Sunday, January 5, 2014

Making a Mountain Out of a Potato Hill

A few days ago I found a great deal on a 10-pound bag of baking potatoes at Save A Lot. Huh. I guess maybe that's how they get away with that name. With a Pony who loves baked potatoes, and plans of my impending pot of cabbage/sausage/potato already on the back burner, I snagged a bag.

The brand name was Biggins. Not the Al Bundy Big 'Uns. Biggins. Here's a photo of the last one, and the bag.


These potatoes were perfect for baking, and for peeling. Great big potatoes mean less elbow grease. Less surface area to be cleared than many small potatoes. We science teachers notice things like that when we're shopping. Actually, it's because we're kind of lazy, all about doing less work. By the time I was done slicing and dicing for my main course to last us a few days, I had only three of those giant bakers left for The Pony's enjoyment. Yesterday I was down to two. With the snow storm rolling in Saturday night, I decided my household might need more Biggins to get us through. You can eat potatoes uncooked if the power goes off, or bake them on the Weber grill. I swear, as my blog readership is my witness, I'll never chomp on a limp carrot like Scarlett O'Hara. Frankly, my dear, I think Katie Scarlett would have given up Ashley Wilkes for a Biggin.

I headed off to town to foist leftovers on my mom, and to pick up some more of those fantastic potatoes. I knew just what to look for. I whipped into the only parking spot available at the Save A Lot/Dollar Store/Subway/Coin Laundry mini-mall. I was on a tight time schedule to meet my mom in the next town at Walmart, she who refused to wait home like a sensible woman, for her Five-Dollar Daughter to deliver her scraps. I commandeered a cart and headed past the impulse purchase shelf of leftover Christmas candies, past the risers of bananas, to the special potato risers. Right where I found my Biggins a few days ago.

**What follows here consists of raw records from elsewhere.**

//! A count-per-kind card inventory.
//!
//! A [`CardMultiset`] is how the client represents any pile of cards:
//! the player's hand, the cards in an open offer, the cards received in
//! a trade. The server never sends individual cards, only `(id, amt)`
//! pairs, so a multiset is the natural shape.

use std::collections::BTreeMap;
use std::fmt;

use serde::{Deserialize, Serialize};

use crate::{CardError, CardId};

/// One `(id, amount)` pair as it appears on the wire.
///
/// ```json
/// {"id": 0, "amt": 5, "val": 10}
/// ```
///
/// The server attaches the card's point value as `val`. The client
/// keeps it when present so a decoded entry can be re-encoded
/// unchanged, but a multiset does not store it.
#[derive(Debug, Clone, PartialEq, Eq, Serialize, Deserialize)]
pub struct CardEntry {
    /// Which card.
    pub id: CardId,
    /// How many of it. Zero is tolerated on input and skipped.
    pub amt: u32,
    /// Point value, if the sender included one.
    #[serde(default, skip_serializing_if = "Option::is_none")]
    pub val: Option<i64>,
}

/// A multiset of cards: `CardId → count`, with no zero counts.
///
/// ## Invariant
///
/// A key is present if and only if its count is greater than zero.
/// Every mutating method restores this before returning, so
/// [`len`](Self::len) is always the number of distinct kinds held.
///
/// ## Take policy
///
/// [`take`](Self::take) clamps: asking for more cards than are present
/// removes what is there and reports exactly that in the returned
/// multiset. It never fails for an over-request.
///
/// The map is a `BTreeMap` so iteration (and the JSON form) follows
/// [`CardId`] enumeration order.
///
/// `#[serde(try_from, into)]` gives the wire form: a JSON array of
/// [`CardEntry`] objects, validated on the way in.
#[derive(Debug, Clone, Default, PartialEq, Eq, Serialize, Deserialize)]
#[serde(try_from = "Vec<CardEntry>", into = "Vec<CardEntry>")]
pub struct CardMultiset {
    cards: BTreeMap<CardId, u32>,
}

impl CardMultiset {
    /// Creates an empty multiset.
    pub fn new() -> Self {
        Self::default()
    }

    /// Returns how many cards of kind `card` are held (0 if none).
    pub fn amount(&self, card: CardId) -> u32 {
        self.cards.get(&card).copied().unwrap_or(0)
    }

    /// Returns `true` if at least one card of kind `card` is held.
    pub fn contains(&self, card: CardId) -> bool {
        self.cards.contains_key(&card)
    }

    /// Adds `amount` cards of kind `card`.
    ///
    /// # Errors
    /// - [`CardError::ZeroAmount`] if `amount` is 0.
    /// - [`CardError::InvalidCard`] if `card` is the `Invalid` sentinel.
    pub fn add(&mut self, card: CardId, amount: u32) -> Result<(), CardError> {
        if amount == 0 {
            return Err(CardError::ZeroAmount(card));
        }
        if !card.is_valid() {
            return Err(CardError::InvalidCard);
        }
        let count = self.cards.entry(card).or_insert(0);
        *count = count.saturating_add(amount);
        Ok(())
    }

    /// Removes up to `amount` cards of kind `card` and returns what was
    /// actually removed.
    ///
    /// The removed amount is `min(amount, self.amount(card))`; the
    /// result is empty when nothing of that kind is held.
    ///
    /// # Errors
    /// Returns [`CardError::ZeroAmount`] if `amount` is 0.
    pub fn take(&mut self, card: CardId, amount: u32) -> Result<CardMultiset, CardError> {
        if amount == 0 {
            return Err(CardError::ZeroAmount(card));
        }

        let mut taken = CardMultiset::new();
        if let Some(count) = self.cards.get_mut(&card) {
            let removed = amount.min(*count);
            *count -= removed;
            if *count == 0 {
                self.cards.remove(&card);
            }
            taken.cards.insert(card, removed);
        }
        Ok(taken)
    }

    /// Removes every card in `other` from `self`, clamping per kind.
    ///
    /// Returns the cards actually removed.
    pub fn take_all(&mut self, other: &CardMultiset) -> CardMultiset {
        let mut taken = CardMultiset::new();
        for (card, amount) in other.iter() {
            // `other` upholds the invariant, so `amount` is never zero.
            if let Ok(part) = self.take(card, amount) {
                taken.merge(&part);
            }
        }
        taken
    }

    /// Adds every card in `other` to `self`.
    pub fn merge(&mut self, other: &CardMultiset) {
        for (card, amount) in other.iter() {
            let count = self.cards.entry(card).or_insert(0);
            *count = count.saturating_add(amount);
        }
    }

    /// Returns up to `k` `(card, count)` pairs, largest count first.
    ///
    /// Equal counts keep [`CardId`] enumeration order: the map already
    /// iterates in that order and `sort_by` is stable.
    pub fn most_common(&self, k: usize) -> Vec<(CardId, u32)> {
        let mut pairs: Vec<(CardId, u32)> = self.iter().collect();
        pairs.sort_by(|a, b| b.1.cmp(&a.1));
        pairs.truncate(k);
        pairs
    }

    /// Total number of cards across all kinds, saturating at `u32::MAX`.
    pub fn total(&self) -> u32 {
        self.cards.values().fold(0, |sum, count| sum.saturating_add(*count))
    }

    /// Number of distinct kinds held.
    pub fn len(&self) -> usize {
        self.cards.len()
    }

    /// Returns `true` if no cards are held.
    pub fn is_empty(&self) -> bool {
        self.cards.is_empty()
    }

    /// Iterates `(card, count)` pairs in enumeration order.
    pub fn iter(&self) -> impl Iterator<Item = (CardId, u32)> + '_ {
        self.cards.iter().map(|(card, count)| (*card, *count))
    }

    /// Removes every card.
    pub fn clear(&mut self) {
        self.cards.clear();
    }

    /// The wire form: one [`CardEntry`] per held kind, without values.
    pub fn to_entries(&self) -> Vec<CardEntry> {
        self.iter()
            .map(|(id, amt)| CardEntry { id, amt, val: None })
            .collect()
    }
}

impl TryFrom<Vec<CardEntry>> for CardMultiset {
    type Error = CardError;

    /// Builds a multiset from wire entries.
    ///
    /// Entries with `amt == 0` are skipped. Repeated ids accumulate.
    fn try_from(entries: Vec<CardEntry>) -> Result<Self, Self::Error> {
        let mut cards = CardMultiset::new();
        for entry in entries {
            if entry.amt == 0 {
                continue;
            }
            cards.add(entry.id, entry.amt)?;
        }
        Ok(cards)
    }
}

impl From<CardMultiset> for Vec<CardEntry> {
    fn from(cards: CardMultiset) -> Self {
        cards.to_entries()
    }
}

impl FromIterator<(CardId, u32)> for CardMultiset {
    /// Collects pairs, silently dropping zero amounts and `Invalid`.
    fn from_iter<I: IntoIterator<Item = (CardId, u32)>>(iter: I) -> Self {
        let mut cards = CardMultiset::new();
        for (card, amount) in iter {
            let _ = cards.add(card, amount);
        }
        cards
    }
}

/// `Diamonds: 5, Gold: 2`, in enumeration order.
impl fmt::Display for CardMultiset {
    fn fmt(&self, f: &mut fmt::Formatter<'_>) -> fmt::Result {
        let mut first = true;
        for (card, count) in self.iter() {
            if !first {
                f.write_str(", ")?;
            }
            write!(f, "{card}: {count}")?;
            first = false;
        }
        Ok(())
    }
}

What was this? Just as I went to unbag my Biggins with my eyes in order to get the best assortment...I noticed that there were no Biggins. These were Huge 'Uns. IN 20-POUND BAGS! I had no need for 20 pounds of potatoes. But they were only five dollars for that bag of huge baking potatoes. I went on down to the regular potato corner. Oh, there were smaller bags. But they were smaller potatoes. I wanted the big bakers. So I backed up my cart and started perusing the offerings. I felt those Huge 'Uns to see if they were firm. Peeped through the thin plastic. I started to lift a satisfactory bag to my cart. Do you have any idea how heavy 20 pounds of potatoes are? THEY WEIGH 20 POUNDS!

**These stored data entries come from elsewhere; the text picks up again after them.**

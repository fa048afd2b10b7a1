//! Error types for the transport layer.

use std::time::Duration;

/// Errors that can occur in the transport layer.
///
/// Unlike protocol errors, every one of these ends the session: the
/// byte stream is gone or was never there.
#[derive(Debug, thiserror::Error)]
pub enum TransportError {
    /// Nothing is listening at the address.
    ///
    /// Reported to the caller as-is; the client never retries.
    #[error("connection refused by {addr}")]
    ConnectionRefused {
        addr: String,
        #[source]
        source: std::io::Error,
    },

    /// Connecting failed for another reason (bad address, unreachable
    /// network, ...).
    #[error("failed to connect to {addr}: {source}")]
    ConnectFailed {
        addr: String,
        #[source]
        source: std::io::Error,
    },

    /// The connect attempt did not finish in time.
    #[error("timed out after {timeout:?} connecting to {addr}")]
    ConnectTimeout { addr: String, timeout: Duration },

    /// The connection was closed.
    #[error("connection closed: {0}")]
    ConnectionClosed(String),

    /// Sending data failed.
    #[error("send failed: {0}")]
    SendFailed(#[source] std::io::Error),

    /// Receiving data failed.
    #[error("receive failed: {0}")]
    ReceiveFailed(#[source] std::io::Error),
}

I kind of dragged that bag over to the child-seat part of my cart. It was almost in when it happened. The Great Potato Avalanche of  '14. Have you ever tried to stop a mountain of potatoes from obeying the law of gravity? I know there were more than ten bags on the left, and more than ten bags on the right. Both columns of 20-pound bags started to slide toward me. And the floor. That's over 400 pounds of potatoes! Do you know how many hands it takes to put a 20-pound bag of potatoes in your cart, then stop over twenty 20-pound bags of Huge 'Uns from sliding off a slanted wooden produce rack? Let me just tell you...MORE THAN TWO!

But I didn't have more than two arms. A roving gang of flannel-shirted mountain men had convened a morning meeting over by the onion/lettuce alcove. They did not seem to notice my distress. One was entertaining the others with his plans for the day. "I'm a-gonna toss some wood into the back of the truck for weight." He looked around for a box of vegetables to use as a spittoon for his juicy chaw. Yet still they ignored my predicament. Chivalry is indeed dead. As Progressive Flo would say, "These are troubling times in the kingdom."

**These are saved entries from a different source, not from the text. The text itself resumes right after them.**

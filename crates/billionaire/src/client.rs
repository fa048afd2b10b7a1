//! `BillionaireClient` builder and connection task.
//!
//! This is the entry point for talking to a Billionaire server. It ties
//! the layers together: transport → protocol → dispatch → snapshots.
//!
//! ```text
//!            send_command ──→ outbound queue ──→ writer loop ──→ Connection::send
//!                                                    │ (waits for Started)
//!                                                    └── sent record ──┐
//!                                                                      ↓
//!  Connection::recv ──→ FrameDecoder ──→ Dispatcher (hand, book, session)
//!                                            │
//!                           watch<GameView> ←┴→ broadcast<Event>
//! ```
//!
//! Everything right of the `send_command` call runs in one spawned task.
//! The reader loop and writer loop are two futures raced with
//! `tokio::select!` inside it, so they never run in parallel with each
//! other and the [`Dispatcher`](crate::dispatch::Dispatcher) needs no lock.

use std::sync::Arc;
use std::time::Duration;

use billionaire_book::OfferBook;
use billionaire_cards::CardMultiset;
use billionaire_protocol::{Codec, CommandBatch, FrameDecoder, JsonCodec};
use billionaire_session::{SessionState, SessionWatch};
use billionaire_transport::{Connection, ConnectionId, TcpConnection};
use tokio::sync::{Notify, broadcast, mpsc, oneshot, watch};
use tokio::task::JoinHandle;

use crate::dispatch::Dispatcher;
use crate::{BillionaireError, ClientConfig, Event, GameView, SessionEnd};

/// One queued send: the batch and where to report the outcome.
struct Outbound {
    batch: CommandBatch,
    ack: oneshot::Sender<Result<(), BillionaireError>>,
}

/// Builder for configuring and connecting a client.
///
/// # Example
///
/// ```rust,no_run
/// use billionaire::prelude::*;
///
/// # async fn run() -> Result<(), BillionaireError> {
/// let client = BillionaireClient::builder()
///     .host("127.0.0.1")
///     .port(5555)
///     .connect()
///     .await?;
/// client.session().wait_until_started().await?;
/// # Ok(())
/// # }
/// ```
#[derive(Debug, Clone, Default)]
pub struct ClientBuilder {
    config: ClientConfig,
}

impl ClientBuilder {
    /// Creates a new builder with default settings.
    pub fn new() -> Self {
        Self::default()
    }

    /// Replaces the whole configuration.
    pub fn config(mut self, config: ClientConfig) -> Self {
        self.config = config;
        self
    }

    /// Sets the server host.
    pub fn host(mut self, host: &str) -> Self {
        self.config.host = host.to_string();
        self
    }

    /// Sets the server port.
    pub fn port(mut self, port: u16) -> Self {
        self.config.port = port;
        self
    }

    /// Gives up connecting after `timeout`.
    pub fn connect_timeout(mut self, timeout: Duration) -> Self {
        self.config.connect_timeout = Some(timeout);
        self
    }

    /// Sets the event broadcast capacity.
    pub fn event_capacity(mut self, capacity: usize) -> Self {
        self.config.event_capacity = capacity;
        self
    }

    /// Sets the largest partial frame the decoder will buffer.
    pub fn max_frame_bytes(mut self, max: usize) -> Self {
        self.config.max_frame_bytes = max;
        self
    }

    /// Connects over TCP and starts the connection task.
    ///
    /// # Errors
    /// Returns [`BillionaireError::Transport`] if the connection cannot be
    /// opened. A refused connection is reported as
    /// [`TransportError::ConnectionRefused`](billionaire_transport::TransportError::ConnectionRefused)
    /// and is not retried.
    pub async fn connect(self) -> Result<BillionaireClient, BillionaireError> {
        let addr = self.config.address();
        let conn = TcpConnection::connect(&addr, self.config.connect_timeout).await?;
        Ok(BillionaireClient::spawn(conn, self.config))
    }

    /// Starts the connection task over an already-open connection.
    pub fn with_connection<C: Connection>(self, conn: C) -> BillionaireClient {
        BillionaireClient::spawn(conn, self.config)
    }
}

/// A live session with a Billionaire server.
///
/// Cheap to query: every read is a snapshot, nothing blocks on the
/// connection task. Dropping the client shuts the session down.
pub struct BillionaireClient {
    id: ConnectionId,
    outbound: mpsc::UnboundedSender<Outbound>,
    session: SessionWatch,
    view: watch::Receiver<GameView>,
    events: broadcast::Sender<Event>,
    shutdown: Arc<Notify>,
    task: JoinHandle<Result<SessionEnd, BillionaireError>>,
}

impl std::fmt::Debug for BillionaireClient {
    fn fmt(&self, f: &mut std::fmt::Formatter<'_>) -> std::fmt::Result {
        f.debug_struct("BillionaireClient")
            .field("id", &self.id)
            .field("state", &self.state())
            .finish_non_exhaustive()
    }
}

impl BillionaireClient {
    /// Creates a new builder.
    pub fn builder() -> ClientBuilder {
        ClientBuilder::new()
    }

    /// Connects with `config`. Same as `builder().config(config).connect()`.
    pub async fn connect(config: ClientConfig) -> Result<Self, BillionaireError> {
        ClientBuilder::new().config(config).connect().await
    }

    /// Runs a client over any [`Connection`] with default settings.
    pub fn from_connection<C: Connection>(conn: C) -> Self {
        Self::spawn(conn, ClientConfig::default())
    }

    fn spawn<C: Connection>(conn: C, config: ClientConfig) -> Self {
        let id = conn.id();
        let (events, _) = broadcast::channel(config.event_capacity.max(1));
        let mut dispatcher = Dispatcher::new(events.clone());
        dispatcher.connected();

        let session = dispatcher.session();
        let view = dispatcher.watch_view();
        let (outbound, outbound_rx) = mpsc::unbounded_channel();
        let shutdown = Arc::new(Notify::new());

        let task = tokio::spawn(run_connection(
            Arc::new(conn),
            dispatcher,
            outbound_rx,
            Arc::clone(&shutdown),
            JsonCodec,
            config.max_frame_bytes,
        ));

        Self {
            id,
            outbound,
            session,
            view,
            events,
            shutdown,
            task,
        }
    }

    /// The underlying connection's id.
    pub fn id(&self) -> ConnectionId {
        self.id
    }

    /// Queues `commands` and waits until they are on the wire.
    ///
    /// Dropping the returned future while the batch is still held
    /// withdraws it.
    ///
    /// Accepts a single [`Command`](billionaire_protocol::Command), a
    /// `Vec` of them, or a [`CommandBatch`]. Nothing is written before
    /// the game has started: a call made earlier (or between FINISH and
    /// the next START) waits. Batches go out in the order the calls were
    /// made, across all callers.
    ///
    /// # Errors
    /// - [`BillionaireError::Protocol`] if the batch cannot be encoded.
    /// - [`BillionaireError::Disconnected`] if the session ends first.
    pub async fn send_command(
        &self,
        commands: impl Into<CommandBatch>,
    ) -> Result<(), BillionaireError> {
        let batch = commands.into();
        if batch.is_empty() {
            return Ok(());
        }

        let (ack, done) = oneshot::channel();
        self.outbound
            .send(Outbound { batch, ack })
            .map_err(|_| BillionaireError::Disconnected)?;
        done.await.map_err(|_| BillionaireError::Disconnected)?
    }

    /// The latest snapshot of the game.
    pub fn view(&self) -> GameView {
        self.view.borrow().clone()
    }

    /// Cards in hand.
    pub fn hand(&self) -> CardMultiset {
        self.view.borrow().hand.clone()
    }

    /// Open offers.
    pub fn offers(&self) -> OfferBook {
        self.view.borrow().offers.clone()
    }

    /// Session lifecycle state.
    pub fn state(&self) -> SessionState {
        self.session.state()
    }

    /// A handle for awaiting session states.
    pub fn session(&self) -> SessionWatch {
        self.session.clone()
    }

    /// A receiver that is notified after every applied frame.
    pub fn watch_view(&self) -> watch::Receiver<GameView> {
        self.view.clone()
    }

    /// Subscribes to events from now on.
    pub fn subscribe(&self) -> broadcast::Receiver<Event> {
        self.events.subscribe()
    }

    /// Asks the connection task to stop. Returns immediately;
    /// use [`closed`](Self::closed) to wait for it.
    pub fn shutdown(&self) {
        tracing::debug!(id = %self.id, "shutdown requested");
        self.shutdown.notify_one();
    }

    /// Waits for the session to end and returns how it ended.
    ///
    /// # Errors
    /// The transport error that ended the session, if one did.
    pub async fn closed(self) -> Result<SessionEnd, BillionaireError> {
        // Keep `self` alive until the task finishes: dropping the
        // outbound sender early would look like a shutdown request.
        let Self { task, outbound, .. } = self;
        let result = task.await;
        drop(outbound);
        match result {
            Ok(end) => end,
            Err(e) => {
                tracing::error!(error = %e, "connection task failed");
                Err(BillionaireError::Disconnected)
            }
        }
    }
}

// ---------------------------------------------------------------------------
// Connection task
// ---------------------------------------------------------------------------

async fn run_connection<C: Connection, K: Codec + Clone>(
    conn: Arc<C>,
    mut dispatcher: Dispatcher,
    mut outbound: mpsc::UnboundedReceiver<Outbound>,
    shutdown: Arc<Notify>,
    codec: K,
    max_frame_bytes: usize,
) -> Result<SessionEnd, BillionaireError> {
    let id = conn.id();
    let session = dispatcher.session();
    let mut decoder = FrameDecoder::with_codec(codec.clone(), max_frame_bytes);
    let (sent_tx, mut sent_rx) = mpsc::unbounded_channel();
    tracing::info!(%id, "session started");

    let result = tokio::select! {
        end = read_loop(&*conn, &mut dispatcher, &mut decoder, &mut sent_rx) => end,
        end = write_loop(&*conn, &codec, &mut outbound, &session, &sent_tx) => end,
        _ = shutdown.notified() => Ok(SessionEnd::Shutdown),
    };

    // Batches the writer managed to send before the loops stopped.
    while let Ok(batch) = sent_rx.try_recv() {
        dispatcher.handle_sent(&batch);
    }

    if let Err(e) = conn.close().await {
        tracing::debug!(%id, error = %e, "close after session end failed");
    }

    let reason = match &result {
        Ok(end) => end.to_string(),
        Err(e) => e.to_string(),
    };
    tracing::info!(%id, %reason, "session ended");
    dispatcher.close(&reason);
    result
}

/// Reads, decodes and applies frames; also applies the writer's sent
/// records so all state changes happen here.
async fn read_loop<C: Connection, K: Codec>(
    conn: &C,
    dispatcher: &mut Dispatcher,
    decoder: &mut FrameDecoder<K>,
    sent: &mut mpsc::UnboundedReceiver<CommandBatch>,
) -> Result<SessionEnd, BillionaireError> {
    loop {
        tokio::select! {
            // Sent records first, so an answer to an offer never
            // overtakes the offer itself.
            biased;

            Some(batch) = sent.recv() => dispatcher.handle_sent(&batch),

            read = conn.recv() => match read {
                Ok(Some(bytes)) => {
                    for frame in decoder.push(&bytes) {
                        match frame {
                            Ok(batch) => dispatcher.handle_frame(batch),
                            Err(e) => dispatcher.frame_dropped(&e, &bytes),
                        }
                    }
                }
                Ok(None) => return Ok(SessionEnd::ServerClosed),
                Err(e) => {
                    tracing::warn!(error = %e, "receive failed");
                    return Err(e.into());
                }
            },
        }
    }
}

/// Drains the outbound queue in order, one batch at a time, each only
/// once the game is running.
async fn write_loop<C: Connection, K: Codec>(
    conn: &C,
    codec: &K,
    outbound: &mut mpsc::UnboundedReceiver<Outbound>,
    session: &SessionWatch,
    sent: &mpsc::UnboundedSender<CommandBatch>,
) -> Result<SessionEnd, BillionaireError> {
    while let Some(Outbound { batch, ack }) = outbound.recv().await {
        if let Err(e) = session.wait_until_started().await {
            let _ = ack.send(Err(e.into()));
            return Ok(SessionEnd::Shutdown);
        }

        // The caller gave up while the batch was held.
        if ack.is_closed() {
            tracing::debug!(commands = batch.len(), "dropping abandoned batch");
            continue;
        }

        let bytes = match codec.encode(&batch) {
            Ok(bytes) => bytes,
            Err(e) => {
                tracing::warn!(error = %e, "could not encode batch");
                let _ = ack.send(Err(e.into()));
                continue;
            }
        };

        if let Err(e) = conn.send(&bytes).await {
            tracing::warn!(error = %e, "send failed");
            let _ = ack.send(Err(BillionaireError::Disconnected));
            return Err(e.into());
        }

        tracing::debug!(commands = batch.len(), bytes = bytes.len(), "batch sent");
        let _ = sent.send(batch);
        let _ = ack.send(Ok(()));
    }

    // Every sender is gone: the client was dropped.
    Ok(SessionEnd::Shutdown)
}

I flipped my own 20-pound Huge 'Uns end over end into the cart, like an unwieldy, lumpy Slinky. I tried to flop the first slider over onto a couple of red plastic crates of onions. No. When one end stopped, the other kept going, then pulled the first end back onto the slope. I tried that three times. I'm a slow learner. In the meantime, on the right-hand column, I kept pushing back the bottom bag when it was near the edge. That did not slow any bags behind it. Finally, I could shove it back no more. I propped the leading end on some packages of peanuts in the shell. It worked! That bottom bag balance precariously, thanks to the peanut shells which absorbed their weight. I'm sure somebody's gonna buy peanuts in the shell, and think, "Hey, that's great! These are already cracked."

After huffing and puffing for nigh on five minutes, grabbing that left-hand bottom bag and lifting it halfway up the column, I got it wedged just right. I was exhausted. I pushed my cart quickly around a display of bottled water and headed lickety-split to the checkout. I did NOT want to be around when gravity declared victory. Of course one of my former students was working the register. "Hi. How was your break? Did you find everything you need?"

"Yes. Great. I just stopped in for a few potatoes."

I had to push that Huge 'Uns behemoth out to T-Hoe in a cart, and flop the bag over the bumper into T-Hoe's rear. When I got to Walmart just as Mom was arriving, I told her out the window, "I've got a special surprise for you!" She climbed in to talk a few minutes. Not only was she overjoyed to get her cabbage/sausage/potato delight, and fried rice, and sweet-and-sour sauce, and a third-of-a-head of cabbage, and a giant baking potato, and three-and-a-half corn muffins...she delighted in my offer to fill a bag with potatoes from the back of T-Hoe. She even found a special treat, a heart-shaped potato.

"Just a symbol of my love for you, Mom."

She nodded. And left without giving me any money. But she did declare, before she drove out of sight, "Thank you for sharing that potato story with me. I'll be laughing out loud all the way home. People will think I'm crazy."

I guess the apple really doesn't fall far from the tree.

7 comments:

  1. People will THINK she's crazy?

    From the sound of some of your stories, that train has already left the station...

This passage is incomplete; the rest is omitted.